El refectorio lo emplean de comedor los seminaristas durante
el curso. Se cubre con uno de los más bellos artesonados del siglo XVI que se
conocen en España. Entornando el sublime juego de arabescos, aparecen a modo de
cenefa lateral una serie de medallones con magníficos relieves en madera noble;
son en total treinta y seis, y en ellos se adivinan los bustos de otros tantos
maestres y priores santiaguistas entre los que se cuentan el Emperador Carlos I
y el Condestable de Castilla don Álvaro de Luna, aquel que en vida se burló de
la muerte, aparece aquí solo en su osamenta revestido con manto y corona propia
de su condición.
La iglesia -ignoro si acabada de restaurar- es la pieza más
noble de todo el monasterio. Es obra de un conquense algo dejado al olvido,
Francisco de Mora, discípulo predilecto de Herrera y hombre de confianza de su
maestro durante las obras de El Escorial. Mide la iglesia, así consta,
doscientos veintinueve pies de larga por cuarenta y dos de ancha. La cúpula que
se alza sobre la vertical del crucero es obra magnífica de Antonio de Segura,
de la que sale al exterior un orondo chapitel con vistoso bolón de cobre. Por
debajo de las capillas laterales se da por seguro que yacen enterrados los
restos del maestre don Rodrigo de Manrique, y los de su hijo Jorge, el autor de
las Coplas, sin que se sepa el sitio exacto donde reposan sus huesos, lo
que rodea su delicada personalidad de un mayor misterio.
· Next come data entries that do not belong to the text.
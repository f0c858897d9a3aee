//! Format detection.
//!
//! One predicate per format. Every detector accepts any [`Value`] and
//! returns `false` for input of the wrong shape (null, numbers, lists, empty
//! strings); none of them can panic. Markup detectors work on raw text with
//! a two-stage check: the first element after the prolog must be the
//! format's root, then any one piece of corroborating evidence (a namespace URI or a format-specific
//! child element). The regex engine runs in linear time, so hostile input
//! cannot trigger catastrophic backtracking.

use once_cell::sync::Lazy;
use regex::Regex;

use crate::error::Format;
use crate::namespaces::NamespaceTable;
use crate::tree::{CaseInsensitive, Node, Value};

/// Byte order mark, whitespace, XML declaration, processing instructions,
/// comments and DOCTYPE (with an optional internal subset) ahead of the root.
static PROLOG: Lazy<Regex> = Lazy::new(|| {
    compile(r"(?is)^\x{feff}?(?:\s+|<\?.*?\?>|<!--.*?-->|<!doctype[^\[>]*(?:\[.*?\])?\s*>)*")
});

/// RSS 1.0 and RSS 0.90 vocabulary URIs, which RDF feeds declare as default.
const RDF_FEED_URIS: &[&str] = &[
    "http://purl.org/rss/1.0/",
    "http://my.netscape.com/rdf/simple/0.9/",
];

fn compile(pattern: &str) -> Regex {
    Regex::new(pattern).expect("detector pattern is a valid regex")
}

fn uri_alternation(prefix: &str, extra: &[&str]) -> String {
    let uris = NamespaceTable::standard()
        .get(prefix)
        .map(|namespace| namespace.uris.clone())
        .unwrap_or_default();
    uris.iter()
        .map(String::as_str)
        .chain(extra.iter().copied())
        .map(regex::escape)
        .collect::<Vec<_>>()
        .join("|")
}

static RSS_ROOT: Lazy<Regex> = Lazy::new(|| compile(r"(?i)^<rss[\s/>]"));
static RSS_VERSION: Lazy<Regex> = Lazy::new(|| compile(r"(?i)<rss[^>]*\sversion\s*="));
static RSS_VOCABULARY: Lazy<Regex> =
    Lazy::new(|| compile(r"(?i)<(?:channel|item|title|link|description)[\s/>]"));

static ATOM_ROOT: Lazy<Regex> = Lazy::new(|| compile(r"(?i)^<(?:[a-z0-9_.-]+:)?feed[\s/>]"));
static ATOM_NAMESPACE: Lazy<Regex> =
    Lazy::new(|| compile(&format!("(?i)(?:{})", uri_alternation("atom", &[]))));
static ATOM_VOCABULARY: Lazy<Regex> = Lazy::new(|| {
    compile(r"(?i)<(?:[a-z0-9_.-]+:)?(?:entry|title|link|id|updated|summary)[\s/>]")
});

static RDF_ROOT: Lazy<Regex> = Lazy::new(|| compile(r"(?i)^<(?:rdf:)?rdf[\s/>]"));
static RDF_NAMESPACE: Lazy<Regex> =
    Lazy::new(|| compile(&format!("(?i)(?:{})", uri_alternation("rdf", RDF_FEED_URIS))));
static RDF_VOCABULARY: Lazy<Regex> = Lazy::new(|| {
    compile(r"(?i)<(?:[a-z0-9_.-]+:)?(?:channel|item|title|link|description)[\s/>]")
});

/// RSS: an `<rss>` root plus a `version` attribute or RSS vocabulary.
pub fn detect_rss_text(text: &str) -> bool {
    RSS_ROOT.is_match(root_onwards(text)) && (RSS_VERSION.is_match(text) || RSS_VOCABULARY.is_match(text))
}

/// Atom: a `<feed>` root (optionally prefixed) plus an Atom namespace URI
/// or Atom vocabulary.
pub fn detect_atom_text(text: &str) -> bool {
    ATOM_ROOT.is_match(root_onwards(text)) && (ATOM_NAMESPACE.is_match(text) || ATOM_VOCABULARY.is_match(text))
}

/// RDF: an `<rdf:RDF>` or bare `<rdf>` root plus the RDF or RSS 1.0
/// namespace URI or RSS vocabulary.
pub fn detect_rdf_text(text: &str) -> bool {
    RDF_ROOT.is_match(root_onwards(text)) && (RDF_NAMESPACE.is_match(text) || RDF_VOCABULARY.is_match(text))
}

/// The text from the first element onwards.
fn root_onwards(text: &str) -> &str {
    let start = PROLOG.find(text).map_or(0, |prolog| prolog.end());
    &text[start..]
}

pub fn detect_rss_feed(value: &Value) -> bool {
    value.as_str().is_some_and(detect_rss_text)
}

pub fn detect_atom_feed(value: &Value) -> bool {
    value.as_str().is_some_and(detect_atom_text)
}

pub fn detect_rdf_feed(value: &Value) -> bool {
    value.as_str().is_some_and(detect_rdf_text)
}

/// JSON Feed: an object whose `version` names a jsonfeed.org version, or,
/// without a version, a title together with items or another JSON Feed
/// property. Key lookup is case-insensitive.
pub fn detect_json_feed(value: &Value) -> bool {
    let Some(node) = value.as_node() else {
        return false;
    };
    let get = CaseInsensitive::new(node);

    if let Some(version) = non_empty_str(get.get("version")) {
        return version.contains("jsonfeed.org/version/");
    }

    let has_title = non_empty_str(get.get("title")).is_some();
    let has_items = matches!(get.get("items"), Some(Value::List(_)));
    let has_feed_props = ["home_page_url", "feed_url", "authors"]
        .iter()
        .any(|key| get.get(key).is_some_and(is_truthy));

    has_title && (has_items || has_feed_props)
}

/// Podcast chapters: a `1.x` version, or a `chapters` list whose first
/// element has a numeric `startTime`. Text input is parsed as JSON first.
pub fn detect_chapters(value: &Value) -> bool {
    with_json_object(value, |get| match non_empty_str(get.get("version")) {
        Some(version) => version.starts_with("1."),
        None => first_list_node(get.get("chapters")).is_some_and(|chapter| {
            matches!(CaseInsensitive::new(chapter).get("startTime"), Some(Value::Number(_)))
        }),
    })
}

/// Podcast transcripts: a `1.x` version, or a `segments` list whose first
/// element has a numeric `startTime` and string `speaker` and `body`.
pub fn detect_transcripts(value: &Value) -> bool {
    with_json_object(value, |get| match non_empty_str(get.get("version")) {
        Some(version) => version.starts_with("1."),
        None => first_list_node(get.get("segments")).is_some_and(|segment| {
            let segment = CaseInsensitive::new(segment);
            matches!(segment.get("startTime"), Some(Value::Number(_)))
                && matches!(segment.get("speaker"), Some(Value::Text(_)))
                && matches!(segment.get("body"), Some(Value::Text(_)))
        }),
    })
}

/// Runs the feed detectors in dispatch order: RSS, Atom, RDF, then JSON
/// Feed (for text that parses as JSON).
pub fn detect_feed_format(text: &str) -> Option<Format> {
    let format = if detect_rss_text(text) {
        Some(Format::Rss)
    } else if detect_atom_text(text) {
        Some(Format::Atom)
    } else if detect_rdf_text(text) {
        Some(Format::Rdf)
    } else {
        looks_like_json(text)
            .then(|| Value::from_json_str(text).ok())
            .flatten()
            .filter(detect_json_feed)
            .map(|_| Format::Json)
    };
    tracing::debug!(format = ?format, "Detected feed format");
    format
}

fn looks_like_json(text: &str) -> bool {
    text.trim_start_matches('\u{feff}').trim_start().starts_with('{')
}

fn with_json_object(value: &Value, check: impl Fn(CaseInsensitive<'_>) -> bool) -> bool {
    match value {
        Value::Node(node) => check(CaseInsensitive::new(node)),
        Value::Text(text) if looks_like_json(text) => match Value::from_json_str(text) {
            Ok(Value::Node(node)) => check(CaseInsensitive::new(&node)),
            _ => false,
        },
        _ => false,
    }
}

fn non_empty_str(value: Option<&Value>) -> Option<&str> {
    value
        .and_then(Value::as_str)
        .filter(|s| !s.trim().is_empty())
}

fn first_list_node(value: Option<&Value>) -> Option<&Node> {
    match value {
        Some(Value::List(items)) => items.first().and_then(Value::as_node),
        _ => None,
    }
}

fn is_truthy(value: &Value) -> bool {
    match value {
        Value::Null => false,
        Value::Bool(b) => *b,
        Value::Number(n) => *n != 0.0 && !n.is_nan(),
        Value::Text(s) => !s.is_empty(),
        Value::Node(_) | Value::List(_) => true,
    }
}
En una celda próxima
al panteón de personalidades, ya casi en la sórdida cripta de los
enterramientos de priores, obispos y otras dignidades de la Orden, estuvo preso
durante medio año el más inspirado y ocurrente de los escritores barrocos de
nuestra Literatura, don Francisco de Quevedo y Villegas, quien dio allí durante
larga temporada con su carne mortal por haber dirigido, al parecer de una
manera impía y desconsiderada, los dardos de su ingenio contra don Francisco de
Acevedo, a la sazón arzobispo de Burgos. Esto ocurrió en la primera mitad del
año 1621.
De los tormentos y horrores sufridos por el pueblo de Uclés
durante la Guerra de la Independencia -complemento inseparable de la historia
del monasterio-, se podrá hablar llegado el momento en una segunda entrega.